§ What you have to do: Print every line of the listing below, starting with the line that holds "use serde::Serialize;" and going on through the line that holds "collection, the whole", both included, and print nothing else.
# # # # # # #
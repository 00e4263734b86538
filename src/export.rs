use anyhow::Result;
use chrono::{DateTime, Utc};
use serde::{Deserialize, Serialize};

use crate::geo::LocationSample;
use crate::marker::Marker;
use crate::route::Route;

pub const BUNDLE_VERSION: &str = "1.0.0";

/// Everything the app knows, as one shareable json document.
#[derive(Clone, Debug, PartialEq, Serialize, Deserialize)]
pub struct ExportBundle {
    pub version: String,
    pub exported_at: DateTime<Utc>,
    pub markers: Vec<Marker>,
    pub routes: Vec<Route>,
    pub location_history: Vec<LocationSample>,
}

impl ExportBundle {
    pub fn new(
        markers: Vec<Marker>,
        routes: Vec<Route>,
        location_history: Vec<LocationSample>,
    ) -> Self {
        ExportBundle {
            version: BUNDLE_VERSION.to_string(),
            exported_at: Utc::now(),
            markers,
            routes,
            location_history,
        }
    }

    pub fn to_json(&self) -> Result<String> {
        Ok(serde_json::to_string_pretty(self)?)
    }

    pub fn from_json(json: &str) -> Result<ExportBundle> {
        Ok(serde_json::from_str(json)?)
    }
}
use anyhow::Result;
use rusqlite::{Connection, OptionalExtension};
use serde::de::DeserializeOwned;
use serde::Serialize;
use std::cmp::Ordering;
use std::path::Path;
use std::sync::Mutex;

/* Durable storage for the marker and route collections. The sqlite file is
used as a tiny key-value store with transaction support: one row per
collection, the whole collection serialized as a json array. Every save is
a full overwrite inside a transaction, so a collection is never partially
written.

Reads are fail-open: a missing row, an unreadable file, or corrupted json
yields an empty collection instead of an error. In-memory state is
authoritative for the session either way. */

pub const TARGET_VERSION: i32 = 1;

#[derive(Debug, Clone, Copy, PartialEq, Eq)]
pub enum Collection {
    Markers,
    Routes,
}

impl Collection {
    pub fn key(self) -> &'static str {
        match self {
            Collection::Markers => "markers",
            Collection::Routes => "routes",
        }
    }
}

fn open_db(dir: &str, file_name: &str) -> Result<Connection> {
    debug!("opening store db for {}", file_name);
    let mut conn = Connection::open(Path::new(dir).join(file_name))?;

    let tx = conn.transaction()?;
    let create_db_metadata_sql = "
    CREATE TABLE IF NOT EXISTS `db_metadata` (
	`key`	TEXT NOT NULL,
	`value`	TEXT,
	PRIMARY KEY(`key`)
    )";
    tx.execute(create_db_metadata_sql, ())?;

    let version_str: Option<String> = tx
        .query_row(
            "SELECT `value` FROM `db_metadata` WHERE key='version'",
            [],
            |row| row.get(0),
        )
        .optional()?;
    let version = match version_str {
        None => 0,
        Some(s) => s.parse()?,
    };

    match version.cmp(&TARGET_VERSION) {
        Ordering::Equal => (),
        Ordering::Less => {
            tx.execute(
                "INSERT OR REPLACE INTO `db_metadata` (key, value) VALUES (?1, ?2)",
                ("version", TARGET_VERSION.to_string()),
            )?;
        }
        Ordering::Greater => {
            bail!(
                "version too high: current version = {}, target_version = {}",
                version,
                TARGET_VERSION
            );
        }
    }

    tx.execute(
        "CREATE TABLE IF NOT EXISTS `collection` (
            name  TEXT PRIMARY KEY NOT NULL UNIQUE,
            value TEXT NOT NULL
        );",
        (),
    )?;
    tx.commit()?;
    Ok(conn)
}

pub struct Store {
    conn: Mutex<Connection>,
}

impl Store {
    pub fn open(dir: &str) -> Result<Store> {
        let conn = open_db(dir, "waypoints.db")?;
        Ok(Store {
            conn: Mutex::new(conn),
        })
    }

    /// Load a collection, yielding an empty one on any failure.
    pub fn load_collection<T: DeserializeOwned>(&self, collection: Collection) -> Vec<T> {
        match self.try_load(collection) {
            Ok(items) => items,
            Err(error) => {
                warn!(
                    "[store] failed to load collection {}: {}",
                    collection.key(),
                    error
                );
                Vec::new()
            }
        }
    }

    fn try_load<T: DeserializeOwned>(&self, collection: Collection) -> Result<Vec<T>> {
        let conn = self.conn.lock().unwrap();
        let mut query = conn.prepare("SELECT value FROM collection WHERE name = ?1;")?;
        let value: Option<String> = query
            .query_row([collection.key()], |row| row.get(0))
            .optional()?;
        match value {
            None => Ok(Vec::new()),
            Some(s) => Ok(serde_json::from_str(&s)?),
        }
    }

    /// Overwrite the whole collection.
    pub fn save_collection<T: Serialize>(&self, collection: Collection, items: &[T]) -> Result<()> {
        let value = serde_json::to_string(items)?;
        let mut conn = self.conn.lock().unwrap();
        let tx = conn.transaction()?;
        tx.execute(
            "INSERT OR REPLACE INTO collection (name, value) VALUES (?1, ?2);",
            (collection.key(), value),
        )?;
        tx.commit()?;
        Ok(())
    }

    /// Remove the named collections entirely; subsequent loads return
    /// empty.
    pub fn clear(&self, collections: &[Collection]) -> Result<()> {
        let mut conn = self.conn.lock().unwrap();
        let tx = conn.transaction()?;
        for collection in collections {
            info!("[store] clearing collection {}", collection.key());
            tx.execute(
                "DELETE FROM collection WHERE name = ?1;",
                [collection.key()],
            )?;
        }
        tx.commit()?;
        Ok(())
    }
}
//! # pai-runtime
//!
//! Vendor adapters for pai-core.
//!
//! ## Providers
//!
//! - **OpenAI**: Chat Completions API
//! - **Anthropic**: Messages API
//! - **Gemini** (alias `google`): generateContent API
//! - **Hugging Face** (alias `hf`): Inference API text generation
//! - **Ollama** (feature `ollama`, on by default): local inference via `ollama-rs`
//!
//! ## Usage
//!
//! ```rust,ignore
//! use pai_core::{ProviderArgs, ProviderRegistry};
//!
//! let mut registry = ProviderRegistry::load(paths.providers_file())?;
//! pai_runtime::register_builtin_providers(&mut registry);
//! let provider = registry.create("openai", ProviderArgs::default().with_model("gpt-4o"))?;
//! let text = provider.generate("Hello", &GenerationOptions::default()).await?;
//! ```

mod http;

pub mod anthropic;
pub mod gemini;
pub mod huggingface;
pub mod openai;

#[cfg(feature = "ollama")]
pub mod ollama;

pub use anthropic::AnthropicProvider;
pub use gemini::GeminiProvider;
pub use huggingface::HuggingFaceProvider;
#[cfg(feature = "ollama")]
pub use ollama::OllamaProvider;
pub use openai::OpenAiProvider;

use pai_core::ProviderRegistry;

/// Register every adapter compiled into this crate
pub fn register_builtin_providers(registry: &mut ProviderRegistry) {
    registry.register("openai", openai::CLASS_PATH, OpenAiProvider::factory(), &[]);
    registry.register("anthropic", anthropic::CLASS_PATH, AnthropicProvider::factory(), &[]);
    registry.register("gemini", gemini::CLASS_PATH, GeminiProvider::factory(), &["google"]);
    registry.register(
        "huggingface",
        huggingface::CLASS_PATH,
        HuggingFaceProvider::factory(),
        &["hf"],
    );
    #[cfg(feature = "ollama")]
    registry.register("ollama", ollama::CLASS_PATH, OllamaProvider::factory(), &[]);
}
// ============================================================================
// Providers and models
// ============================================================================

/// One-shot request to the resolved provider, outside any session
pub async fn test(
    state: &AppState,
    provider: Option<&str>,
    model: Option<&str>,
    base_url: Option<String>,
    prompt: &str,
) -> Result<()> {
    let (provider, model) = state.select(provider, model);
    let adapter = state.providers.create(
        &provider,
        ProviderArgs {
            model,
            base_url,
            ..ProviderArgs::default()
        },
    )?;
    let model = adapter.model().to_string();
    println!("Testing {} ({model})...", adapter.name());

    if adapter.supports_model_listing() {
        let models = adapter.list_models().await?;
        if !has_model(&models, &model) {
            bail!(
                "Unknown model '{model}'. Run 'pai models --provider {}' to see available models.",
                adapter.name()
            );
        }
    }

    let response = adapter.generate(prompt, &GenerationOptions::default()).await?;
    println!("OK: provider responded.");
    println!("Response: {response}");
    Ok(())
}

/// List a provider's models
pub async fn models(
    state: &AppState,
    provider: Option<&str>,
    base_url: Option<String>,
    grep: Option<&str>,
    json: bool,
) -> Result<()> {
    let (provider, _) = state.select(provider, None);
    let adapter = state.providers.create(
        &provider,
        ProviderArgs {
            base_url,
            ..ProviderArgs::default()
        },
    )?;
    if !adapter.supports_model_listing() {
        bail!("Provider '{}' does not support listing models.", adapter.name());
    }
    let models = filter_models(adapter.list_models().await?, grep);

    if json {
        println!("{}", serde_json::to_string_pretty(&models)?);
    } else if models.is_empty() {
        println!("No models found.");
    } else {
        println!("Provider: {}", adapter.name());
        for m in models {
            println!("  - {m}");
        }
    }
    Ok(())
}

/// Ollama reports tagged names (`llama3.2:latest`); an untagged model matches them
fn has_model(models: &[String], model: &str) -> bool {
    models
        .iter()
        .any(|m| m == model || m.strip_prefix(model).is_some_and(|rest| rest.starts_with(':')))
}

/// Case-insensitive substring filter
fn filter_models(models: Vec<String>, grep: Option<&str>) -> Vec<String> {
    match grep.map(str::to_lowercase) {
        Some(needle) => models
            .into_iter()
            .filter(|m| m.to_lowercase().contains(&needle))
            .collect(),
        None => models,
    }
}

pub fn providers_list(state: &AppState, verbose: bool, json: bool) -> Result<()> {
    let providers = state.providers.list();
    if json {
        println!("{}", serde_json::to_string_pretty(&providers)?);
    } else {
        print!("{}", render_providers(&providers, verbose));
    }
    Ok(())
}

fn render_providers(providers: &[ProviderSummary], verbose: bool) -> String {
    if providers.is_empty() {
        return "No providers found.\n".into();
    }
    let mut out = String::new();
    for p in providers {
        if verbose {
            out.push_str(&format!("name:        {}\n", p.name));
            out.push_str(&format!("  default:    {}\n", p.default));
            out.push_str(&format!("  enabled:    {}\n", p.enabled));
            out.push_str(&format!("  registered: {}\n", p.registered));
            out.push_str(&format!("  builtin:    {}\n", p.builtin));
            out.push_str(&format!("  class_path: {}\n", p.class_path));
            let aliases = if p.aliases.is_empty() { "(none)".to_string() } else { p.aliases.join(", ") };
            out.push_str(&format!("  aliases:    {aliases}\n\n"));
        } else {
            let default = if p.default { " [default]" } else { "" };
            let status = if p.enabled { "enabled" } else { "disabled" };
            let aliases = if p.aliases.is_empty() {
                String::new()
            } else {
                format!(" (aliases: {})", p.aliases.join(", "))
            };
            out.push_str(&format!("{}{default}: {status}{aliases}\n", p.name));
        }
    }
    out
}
# # # # # # #
§ Expected answer:
use serde::Serialize;
use std::cmp::Ordering;
use std::path::Path;
use std::sync::Mutex;

/* Durable storage for the marker and route collections. The sqlite file is
used as a tiny key-value store with transaction support: one row per
collection, the whole collection serialized as a json array. Every save is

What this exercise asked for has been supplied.